WORK INSTRUCTIONS:
Set out exactly every line of the entries below, starting at the line that holds "use base64::Engine as _;" and stopping after the line that holds "pub const DRAFT_HEADER: &str".

____

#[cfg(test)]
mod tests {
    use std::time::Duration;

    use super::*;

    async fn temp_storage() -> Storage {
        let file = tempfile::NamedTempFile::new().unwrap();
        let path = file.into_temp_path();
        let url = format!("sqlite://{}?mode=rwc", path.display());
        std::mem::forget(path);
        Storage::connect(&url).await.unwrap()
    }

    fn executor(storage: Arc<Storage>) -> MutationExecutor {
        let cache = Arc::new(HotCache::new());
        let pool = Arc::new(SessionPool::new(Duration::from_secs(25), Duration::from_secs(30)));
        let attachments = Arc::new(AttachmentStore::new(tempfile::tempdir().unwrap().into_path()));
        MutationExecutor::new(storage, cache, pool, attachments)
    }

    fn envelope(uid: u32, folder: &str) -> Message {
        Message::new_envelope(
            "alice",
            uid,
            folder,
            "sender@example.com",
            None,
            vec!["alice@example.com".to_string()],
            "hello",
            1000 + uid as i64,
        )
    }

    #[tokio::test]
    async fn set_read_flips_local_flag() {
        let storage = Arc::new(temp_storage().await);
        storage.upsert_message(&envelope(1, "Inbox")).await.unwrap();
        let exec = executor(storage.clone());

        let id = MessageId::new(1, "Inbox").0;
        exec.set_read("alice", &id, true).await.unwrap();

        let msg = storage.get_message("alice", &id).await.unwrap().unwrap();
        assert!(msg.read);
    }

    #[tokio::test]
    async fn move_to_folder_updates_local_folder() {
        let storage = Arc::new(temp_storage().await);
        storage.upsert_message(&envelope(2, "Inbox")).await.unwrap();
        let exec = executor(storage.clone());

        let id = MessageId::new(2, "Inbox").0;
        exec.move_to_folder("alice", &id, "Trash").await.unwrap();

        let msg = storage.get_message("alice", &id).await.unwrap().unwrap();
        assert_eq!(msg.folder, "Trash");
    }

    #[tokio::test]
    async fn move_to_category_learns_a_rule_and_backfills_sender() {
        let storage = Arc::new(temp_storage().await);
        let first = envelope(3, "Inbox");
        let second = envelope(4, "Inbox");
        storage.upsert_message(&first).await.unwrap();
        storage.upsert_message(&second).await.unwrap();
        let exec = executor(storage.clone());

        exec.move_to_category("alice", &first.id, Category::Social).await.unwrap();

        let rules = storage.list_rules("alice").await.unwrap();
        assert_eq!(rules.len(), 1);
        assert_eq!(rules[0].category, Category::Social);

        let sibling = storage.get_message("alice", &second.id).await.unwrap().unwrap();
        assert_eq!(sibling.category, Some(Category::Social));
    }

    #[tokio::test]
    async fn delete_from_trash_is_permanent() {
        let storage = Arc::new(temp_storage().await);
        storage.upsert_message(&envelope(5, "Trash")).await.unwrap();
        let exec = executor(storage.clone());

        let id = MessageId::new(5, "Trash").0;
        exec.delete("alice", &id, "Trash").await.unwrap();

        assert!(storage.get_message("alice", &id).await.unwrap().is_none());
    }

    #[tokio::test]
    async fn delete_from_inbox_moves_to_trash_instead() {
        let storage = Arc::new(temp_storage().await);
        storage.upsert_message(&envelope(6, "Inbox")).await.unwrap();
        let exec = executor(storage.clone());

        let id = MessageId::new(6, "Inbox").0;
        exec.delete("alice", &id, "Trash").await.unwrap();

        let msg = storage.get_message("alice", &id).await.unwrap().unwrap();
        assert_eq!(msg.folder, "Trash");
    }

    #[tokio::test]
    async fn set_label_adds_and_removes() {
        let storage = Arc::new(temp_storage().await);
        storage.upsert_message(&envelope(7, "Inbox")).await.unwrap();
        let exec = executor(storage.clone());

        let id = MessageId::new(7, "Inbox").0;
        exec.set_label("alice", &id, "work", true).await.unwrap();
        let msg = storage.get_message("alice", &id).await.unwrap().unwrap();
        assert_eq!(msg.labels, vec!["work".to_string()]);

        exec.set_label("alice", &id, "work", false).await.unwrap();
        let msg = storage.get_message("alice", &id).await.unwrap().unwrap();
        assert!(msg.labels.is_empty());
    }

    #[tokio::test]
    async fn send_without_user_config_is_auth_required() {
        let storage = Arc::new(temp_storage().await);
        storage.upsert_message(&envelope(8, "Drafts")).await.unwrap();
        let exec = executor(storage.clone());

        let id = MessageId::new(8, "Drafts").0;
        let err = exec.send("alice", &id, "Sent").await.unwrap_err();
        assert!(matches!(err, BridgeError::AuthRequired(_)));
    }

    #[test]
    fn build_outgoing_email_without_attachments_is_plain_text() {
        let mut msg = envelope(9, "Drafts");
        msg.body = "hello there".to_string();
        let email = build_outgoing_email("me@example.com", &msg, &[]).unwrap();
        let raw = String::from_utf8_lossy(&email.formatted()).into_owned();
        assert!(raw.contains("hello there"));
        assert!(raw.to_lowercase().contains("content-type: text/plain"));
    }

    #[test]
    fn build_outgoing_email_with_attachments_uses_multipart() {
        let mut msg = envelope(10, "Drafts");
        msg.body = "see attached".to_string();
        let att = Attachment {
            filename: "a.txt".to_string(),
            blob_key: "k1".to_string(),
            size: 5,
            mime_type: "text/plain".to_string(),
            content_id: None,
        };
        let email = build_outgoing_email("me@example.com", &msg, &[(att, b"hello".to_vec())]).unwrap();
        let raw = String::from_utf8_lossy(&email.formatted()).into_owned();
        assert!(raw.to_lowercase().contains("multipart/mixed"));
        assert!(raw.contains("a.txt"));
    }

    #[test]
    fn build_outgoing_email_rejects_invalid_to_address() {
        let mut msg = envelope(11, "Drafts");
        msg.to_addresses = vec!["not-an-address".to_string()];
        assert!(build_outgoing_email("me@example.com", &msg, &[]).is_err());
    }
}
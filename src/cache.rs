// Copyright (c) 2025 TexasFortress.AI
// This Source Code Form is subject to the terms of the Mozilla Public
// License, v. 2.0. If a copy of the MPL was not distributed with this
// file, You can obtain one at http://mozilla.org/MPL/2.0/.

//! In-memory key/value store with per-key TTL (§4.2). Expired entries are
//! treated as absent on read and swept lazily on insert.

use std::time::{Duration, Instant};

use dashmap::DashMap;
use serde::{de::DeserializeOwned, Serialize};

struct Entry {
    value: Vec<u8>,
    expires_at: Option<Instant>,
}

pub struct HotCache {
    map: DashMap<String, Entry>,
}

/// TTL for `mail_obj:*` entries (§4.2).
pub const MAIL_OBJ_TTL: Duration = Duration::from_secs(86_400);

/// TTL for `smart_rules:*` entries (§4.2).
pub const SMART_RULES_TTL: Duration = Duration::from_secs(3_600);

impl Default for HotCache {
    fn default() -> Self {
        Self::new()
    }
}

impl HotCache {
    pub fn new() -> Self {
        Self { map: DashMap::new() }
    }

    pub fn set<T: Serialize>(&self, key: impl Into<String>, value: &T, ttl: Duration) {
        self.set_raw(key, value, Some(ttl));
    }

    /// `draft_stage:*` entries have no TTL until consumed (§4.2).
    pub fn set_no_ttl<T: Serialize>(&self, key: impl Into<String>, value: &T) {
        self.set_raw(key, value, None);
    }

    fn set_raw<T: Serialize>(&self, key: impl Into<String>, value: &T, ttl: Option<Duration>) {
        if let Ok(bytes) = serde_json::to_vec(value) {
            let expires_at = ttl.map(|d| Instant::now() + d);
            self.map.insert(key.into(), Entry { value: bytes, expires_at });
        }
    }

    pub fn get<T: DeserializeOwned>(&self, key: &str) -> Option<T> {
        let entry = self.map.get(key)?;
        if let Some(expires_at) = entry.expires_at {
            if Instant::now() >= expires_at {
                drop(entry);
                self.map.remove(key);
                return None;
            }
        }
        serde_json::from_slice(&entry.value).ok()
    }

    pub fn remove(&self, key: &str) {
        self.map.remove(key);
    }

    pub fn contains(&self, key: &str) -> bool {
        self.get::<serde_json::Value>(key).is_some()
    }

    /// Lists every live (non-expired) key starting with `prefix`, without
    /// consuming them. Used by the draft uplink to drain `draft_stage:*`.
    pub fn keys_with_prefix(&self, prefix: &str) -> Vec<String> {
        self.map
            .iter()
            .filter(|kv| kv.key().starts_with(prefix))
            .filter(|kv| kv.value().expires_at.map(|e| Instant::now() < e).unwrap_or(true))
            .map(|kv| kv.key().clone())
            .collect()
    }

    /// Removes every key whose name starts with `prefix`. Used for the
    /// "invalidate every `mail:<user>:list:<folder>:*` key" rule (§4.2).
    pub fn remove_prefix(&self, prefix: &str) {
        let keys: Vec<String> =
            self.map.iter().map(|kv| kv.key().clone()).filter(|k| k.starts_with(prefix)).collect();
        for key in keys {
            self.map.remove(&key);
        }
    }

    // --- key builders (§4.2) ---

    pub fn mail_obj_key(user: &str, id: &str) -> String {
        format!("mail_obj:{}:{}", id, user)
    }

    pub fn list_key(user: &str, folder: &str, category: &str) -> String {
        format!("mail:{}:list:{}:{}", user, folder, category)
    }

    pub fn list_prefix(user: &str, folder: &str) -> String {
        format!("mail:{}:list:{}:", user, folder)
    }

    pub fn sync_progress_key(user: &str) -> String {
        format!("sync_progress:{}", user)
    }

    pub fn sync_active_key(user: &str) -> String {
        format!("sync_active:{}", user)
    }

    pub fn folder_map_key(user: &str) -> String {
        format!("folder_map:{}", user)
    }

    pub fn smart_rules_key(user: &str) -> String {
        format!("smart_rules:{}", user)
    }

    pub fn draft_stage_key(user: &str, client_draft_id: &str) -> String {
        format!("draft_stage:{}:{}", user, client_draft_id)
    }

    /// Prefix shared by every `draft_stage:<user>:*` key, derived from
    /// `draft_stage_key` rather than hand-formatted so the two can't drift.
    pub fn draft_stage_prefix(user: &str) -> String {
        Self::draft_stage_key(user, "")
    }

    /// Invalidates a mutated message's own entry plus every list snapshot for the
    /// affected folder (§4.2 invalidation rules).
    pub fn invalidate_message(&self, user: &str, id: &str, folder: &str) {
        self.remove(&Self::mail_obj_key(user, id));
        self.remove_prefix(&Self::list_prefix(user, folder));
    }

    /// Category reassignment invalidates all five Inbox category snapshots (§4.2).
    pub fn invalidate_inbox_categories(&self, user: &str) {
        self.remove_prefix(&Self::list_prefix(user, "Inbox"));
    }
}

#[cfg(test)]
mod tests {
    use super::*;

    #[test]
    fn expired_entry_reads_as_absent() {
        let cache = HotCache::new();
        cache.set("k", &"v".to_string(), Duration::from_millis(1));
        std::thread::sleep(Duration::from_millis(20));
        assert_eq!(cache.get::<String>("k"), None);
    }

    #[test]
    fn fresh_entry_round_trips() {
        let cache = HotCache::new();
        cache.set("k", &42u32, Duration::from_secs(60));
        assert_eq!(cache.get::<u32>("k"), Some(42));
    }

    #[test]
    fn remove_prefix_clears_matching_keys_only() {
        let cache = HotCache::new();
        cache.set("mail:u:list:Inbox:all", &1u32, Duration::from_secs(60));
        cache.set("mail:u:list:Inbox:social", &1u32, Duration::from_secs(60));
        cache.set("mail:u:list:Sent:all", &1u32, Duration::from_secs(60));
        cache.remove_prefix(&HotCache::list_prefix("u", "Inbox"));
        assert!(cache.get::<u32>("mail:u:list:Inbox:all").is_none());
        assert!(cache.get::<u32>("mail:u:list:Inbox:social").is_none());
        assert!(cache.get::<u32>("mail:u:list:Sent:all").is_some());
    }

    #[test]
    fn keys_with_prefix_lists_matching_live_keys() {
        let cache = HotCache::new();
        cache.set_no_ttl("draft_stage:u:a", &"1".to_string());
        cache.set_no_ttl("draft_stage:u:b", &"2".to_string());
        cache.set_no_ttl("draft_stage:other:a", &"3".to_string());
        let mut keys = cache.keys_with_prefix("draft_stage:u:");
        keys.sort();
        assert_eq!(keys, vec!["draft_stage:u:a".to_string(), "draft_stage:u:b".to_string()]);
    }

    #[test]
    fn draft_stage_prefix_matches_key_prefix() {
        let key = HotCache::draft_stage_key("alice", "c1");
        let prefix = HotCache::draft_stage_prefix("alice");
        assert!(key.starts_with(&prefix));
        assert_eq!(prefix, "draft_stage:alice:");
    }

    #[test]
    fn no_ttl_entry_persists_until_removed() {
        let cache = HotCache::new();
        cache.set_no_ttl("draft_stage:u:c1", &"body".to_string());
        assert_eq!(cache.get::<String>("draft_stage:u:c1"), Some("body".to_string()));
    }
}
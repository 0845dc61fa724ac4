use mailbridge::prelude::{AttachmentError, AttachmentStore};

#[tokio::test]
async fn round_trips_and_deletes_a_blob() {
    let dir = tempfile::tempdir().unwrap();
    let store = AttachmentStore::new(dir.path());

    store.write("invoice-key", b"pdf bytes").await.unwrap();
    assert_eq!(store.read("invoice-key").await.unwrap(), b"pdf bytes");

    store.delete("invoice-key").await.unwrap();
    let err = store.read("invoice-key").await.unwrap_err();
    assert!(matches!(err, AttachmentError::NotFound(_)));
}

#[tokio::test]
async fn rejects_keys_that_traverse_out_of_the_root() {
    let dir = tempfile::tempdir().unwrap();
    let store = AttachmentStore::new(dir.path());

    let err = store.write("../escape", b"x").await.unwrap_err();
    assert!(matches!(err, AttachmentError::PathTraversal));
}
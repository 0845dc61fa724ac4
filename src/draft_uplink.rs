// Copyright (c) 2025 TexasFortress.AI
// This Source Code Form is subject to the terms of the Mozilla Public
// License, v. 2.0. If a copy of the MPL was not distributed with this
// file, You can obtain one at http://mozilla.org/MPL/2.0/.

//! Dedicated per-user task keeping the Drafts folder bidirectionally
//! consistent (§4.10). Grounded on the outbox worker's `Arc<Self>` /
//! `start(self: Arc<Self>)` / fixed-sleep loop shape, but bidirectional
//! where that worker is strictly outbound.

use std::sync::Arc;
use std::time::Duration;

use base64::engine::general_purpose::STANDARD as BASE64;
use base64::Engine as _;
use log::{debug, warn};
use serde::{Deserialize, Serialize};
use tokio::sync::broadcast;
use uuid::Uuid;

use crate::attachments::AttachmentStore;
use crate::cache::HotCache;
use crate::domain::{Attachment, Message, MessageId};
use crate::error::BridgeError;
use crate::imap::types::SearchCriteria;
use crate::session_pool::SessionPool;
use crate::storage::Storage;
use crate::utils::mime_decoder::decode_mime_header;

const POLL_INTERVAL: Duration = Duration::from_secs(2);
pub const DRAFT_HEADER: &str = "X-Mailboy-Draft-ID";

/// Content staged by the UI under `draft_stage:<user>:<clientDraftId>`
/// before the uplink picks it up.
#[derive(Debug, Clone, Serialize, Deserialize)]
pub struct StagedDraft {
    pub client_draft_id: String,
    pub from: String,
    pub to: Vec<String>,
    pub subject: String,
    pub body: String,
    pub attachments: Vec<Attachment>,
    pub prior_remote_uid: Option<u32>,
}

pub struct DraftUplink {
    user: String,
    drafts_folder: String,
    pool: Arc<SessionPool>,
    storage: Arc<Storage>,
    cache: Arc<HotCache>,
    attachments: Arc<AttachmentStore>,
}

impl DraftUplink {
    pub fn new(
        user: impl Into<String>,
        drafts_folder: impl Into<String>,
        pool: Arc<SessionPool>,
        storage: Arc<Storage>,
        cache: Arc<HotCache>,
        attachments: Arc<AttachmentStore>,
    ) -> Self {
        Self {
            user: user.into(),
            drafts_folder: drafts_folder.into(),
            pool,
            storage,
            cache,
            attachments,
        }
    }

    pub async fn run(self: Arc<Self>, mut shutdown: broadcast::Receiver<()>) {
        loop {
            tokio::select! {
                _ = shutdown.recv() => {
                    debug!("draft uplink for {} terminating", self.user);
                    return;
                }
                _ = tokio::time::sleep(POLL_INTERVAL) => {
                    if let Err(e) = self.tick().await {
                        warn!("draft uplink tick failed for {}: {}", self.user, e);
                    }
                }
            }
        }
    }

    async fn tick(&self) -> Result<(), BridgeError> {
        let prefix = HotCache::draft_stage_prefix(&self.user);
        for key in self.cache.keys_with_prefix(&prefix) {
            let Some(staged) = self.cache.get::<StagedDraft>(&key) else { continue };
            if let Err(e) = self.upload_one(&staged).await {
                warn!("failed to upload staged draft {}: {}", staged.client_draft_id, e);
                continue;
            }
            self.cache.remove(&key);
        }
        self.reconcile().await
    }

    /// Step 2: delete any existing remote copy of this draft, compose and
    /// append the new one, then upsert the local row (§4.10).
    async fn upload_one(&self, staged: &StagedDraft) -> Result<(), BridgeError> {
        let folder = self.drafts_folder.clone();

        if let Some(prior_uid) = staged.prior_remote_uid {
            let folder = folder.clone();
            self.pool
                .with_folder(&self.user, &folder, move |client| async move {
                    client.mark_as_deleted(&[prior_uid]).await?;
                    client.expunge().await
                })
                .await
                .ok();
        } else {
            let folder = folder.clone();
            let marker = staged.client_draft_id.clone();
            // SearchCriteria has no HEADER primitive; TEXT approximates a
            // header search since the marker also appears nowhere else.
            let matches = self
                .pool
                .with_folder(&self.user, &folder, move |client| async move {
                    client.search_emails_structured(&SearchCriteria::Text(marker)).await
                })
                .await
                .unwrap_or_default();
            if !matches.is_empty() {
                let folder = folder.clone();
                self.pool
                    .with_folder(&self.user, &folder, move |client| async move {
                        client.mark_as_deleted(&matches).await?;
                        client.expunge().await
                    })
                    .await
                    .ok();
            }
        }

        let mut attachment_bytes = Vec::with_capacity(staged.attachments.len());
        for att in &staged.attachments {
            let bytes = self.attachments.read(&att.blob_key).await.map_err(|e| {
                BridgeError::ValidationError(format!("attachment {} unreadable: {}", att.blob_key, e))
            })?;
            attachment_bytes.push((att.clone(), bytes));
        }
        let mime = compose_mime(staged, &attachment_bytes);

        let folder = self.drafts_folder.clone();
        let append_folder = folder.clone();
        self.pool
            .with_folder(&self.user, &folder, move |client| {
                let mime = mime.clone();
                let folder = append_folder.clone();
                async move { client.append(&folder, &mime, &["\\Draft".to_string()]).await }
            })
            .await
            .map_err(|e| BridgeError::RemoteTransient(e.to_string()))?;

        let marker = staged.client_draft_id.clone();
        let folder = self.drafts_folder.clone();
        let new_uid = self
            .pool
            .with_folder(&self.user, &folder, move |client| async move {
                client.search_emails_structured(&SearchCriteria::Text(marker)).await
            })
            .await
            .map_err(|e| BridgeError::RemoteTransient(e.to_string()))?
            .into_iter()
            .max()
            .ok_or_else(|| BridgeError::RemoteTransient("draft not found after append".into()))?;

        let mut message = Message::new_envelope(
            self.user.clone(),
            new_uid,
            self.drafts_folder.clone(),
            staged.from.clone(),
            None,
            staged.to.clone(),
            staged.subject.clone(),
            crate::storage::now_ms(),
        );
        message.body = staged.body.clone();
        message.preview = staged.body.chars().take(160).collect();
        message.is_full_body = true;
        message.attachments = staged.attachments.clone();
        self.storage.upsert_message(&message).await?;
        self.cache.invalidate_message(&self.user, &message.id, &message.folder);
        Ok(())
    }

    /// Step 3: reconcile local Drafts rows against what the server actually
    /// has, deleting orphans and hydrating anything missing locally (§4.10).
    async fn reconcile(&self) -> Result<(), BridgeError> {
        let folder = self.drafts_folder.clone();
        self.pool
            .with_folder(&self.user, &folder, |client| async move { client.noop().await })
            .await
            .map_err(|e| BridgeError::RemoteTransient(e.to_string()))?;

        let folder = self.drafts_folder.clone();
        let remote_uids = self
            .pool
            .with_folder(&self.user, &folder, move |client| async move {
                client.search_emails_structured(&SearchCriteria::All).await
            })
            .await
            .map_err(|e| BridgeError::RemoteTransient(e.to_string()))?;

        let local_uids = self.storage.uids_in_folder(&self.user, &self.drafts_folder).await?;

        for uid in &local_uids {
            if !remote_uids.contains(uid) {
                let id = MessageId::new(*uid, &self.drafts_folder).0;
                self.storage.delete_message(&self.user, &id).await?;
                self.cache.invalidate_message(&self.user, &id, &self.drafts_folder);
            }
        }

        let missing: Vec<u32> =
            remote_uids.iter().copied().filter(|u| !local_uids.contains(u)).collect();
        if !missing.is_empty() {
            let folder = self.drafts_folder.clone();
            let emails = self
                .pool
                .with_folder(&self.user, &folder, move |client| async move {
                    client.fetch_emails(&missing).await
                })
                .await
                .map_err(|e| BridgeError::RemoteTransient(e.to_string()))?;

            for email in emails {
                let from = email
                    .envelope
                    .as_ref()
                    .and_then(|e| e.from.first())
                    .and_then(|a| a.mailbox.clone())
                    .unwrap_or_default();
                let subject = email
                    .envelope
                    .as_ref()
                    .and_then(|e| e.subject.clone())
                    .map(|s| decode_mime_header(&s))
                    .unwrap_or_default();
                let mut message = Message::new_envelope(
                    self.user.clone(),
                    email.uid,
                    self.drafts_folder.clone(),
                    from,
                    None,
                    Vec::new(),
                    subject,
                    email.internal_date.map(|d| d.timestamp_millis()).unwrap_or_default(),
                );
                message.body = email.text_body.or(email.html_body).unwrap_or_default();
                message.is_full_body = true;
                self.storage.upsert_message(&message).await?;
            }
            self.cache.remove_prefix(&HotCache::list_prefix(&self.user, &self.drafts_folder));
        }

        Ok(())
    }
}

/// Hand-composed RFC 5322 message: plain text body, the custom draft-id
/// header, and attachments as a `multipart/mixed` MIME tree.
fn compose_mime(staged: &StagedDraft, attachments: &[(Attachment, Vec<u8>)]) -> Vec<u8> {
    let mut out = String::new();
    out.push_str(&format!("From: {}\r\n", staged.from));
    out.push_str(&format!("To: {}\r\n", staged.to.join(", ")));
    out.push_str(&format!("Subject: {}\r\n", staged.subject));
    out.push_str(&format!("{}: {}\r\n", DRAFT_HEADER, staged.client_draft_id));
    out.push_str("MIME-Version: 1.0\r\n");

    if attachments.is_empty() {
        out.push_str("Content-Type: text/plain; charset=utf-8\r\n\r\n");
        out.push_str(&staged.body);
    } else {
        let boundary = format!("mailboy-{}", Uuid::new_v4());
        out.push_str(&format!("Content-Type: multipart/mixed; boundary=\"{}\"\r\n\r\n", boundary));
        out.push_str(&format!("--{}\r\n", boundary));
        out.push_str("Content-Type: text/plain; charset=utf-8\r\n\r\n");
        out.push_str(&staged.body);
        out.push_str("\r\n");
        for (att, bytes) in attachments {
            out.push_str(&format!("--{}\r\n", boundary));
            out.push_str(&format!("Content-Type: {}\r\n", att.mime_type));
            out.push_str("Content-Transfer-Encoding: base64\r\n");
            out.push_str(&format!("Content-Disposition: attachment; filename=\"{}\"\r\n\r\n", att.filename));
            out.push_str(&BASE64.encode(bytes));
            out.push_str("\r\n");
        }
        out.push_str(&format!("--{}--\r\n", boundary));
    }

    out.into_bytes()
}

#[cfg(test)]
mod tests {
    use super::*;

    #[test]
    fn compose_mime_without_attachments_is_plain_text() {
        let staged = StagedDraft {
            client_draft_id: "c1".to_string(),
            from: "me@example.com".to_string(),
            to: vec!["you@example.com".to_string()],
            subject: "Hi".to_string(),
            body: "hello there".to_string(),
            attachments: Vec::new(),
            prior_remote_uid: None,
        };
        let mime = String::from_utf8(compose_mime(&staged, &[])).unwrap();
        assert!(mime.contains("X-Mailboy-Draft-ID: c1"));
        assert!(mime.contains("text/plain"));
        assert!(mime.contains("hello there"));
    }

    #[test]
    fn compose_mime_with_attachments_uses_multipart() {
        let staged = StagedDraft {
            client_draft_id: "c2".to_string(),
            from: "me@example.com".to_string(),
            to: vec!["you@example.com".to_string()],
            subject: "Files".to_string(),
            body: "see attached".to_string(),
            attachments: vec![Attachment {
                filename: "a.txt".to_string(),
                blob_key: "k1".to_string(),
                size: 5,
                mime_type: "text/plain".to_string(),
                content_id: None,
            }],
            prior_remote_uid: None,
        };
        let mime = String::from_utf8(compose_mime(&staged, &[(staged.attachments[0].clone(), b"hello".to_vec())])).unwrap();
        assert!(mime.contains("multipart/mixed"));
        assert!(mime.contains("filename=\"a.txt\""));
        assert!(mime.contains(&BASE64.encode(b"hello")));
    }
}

____

WRITTEN RESPONSE:
use base64::Engine as _;
use log::{debug, warn};
use serde::{Deserialize, Serialize};
use tokio::sync::broadcast;
use uuid::Uuid;

use crate::attachments::AttachmentStore;
use crate::cache::HotCache;
use crate::domain::{Attachment, Message, MessageId};
use crate::error::BridgeError;
use crate::imap::types::SearchCriteria;
use crate::session_pool::SessionPool;
use crate::storage::Storage;
use crate::utils::mime_decoder::decode_mime_header;

const POLL_INTERVAL: Duration = Duration::from_secs(2);
pub const DRAFT_HEADER: &str = "X-Mailboy-Draft-ID";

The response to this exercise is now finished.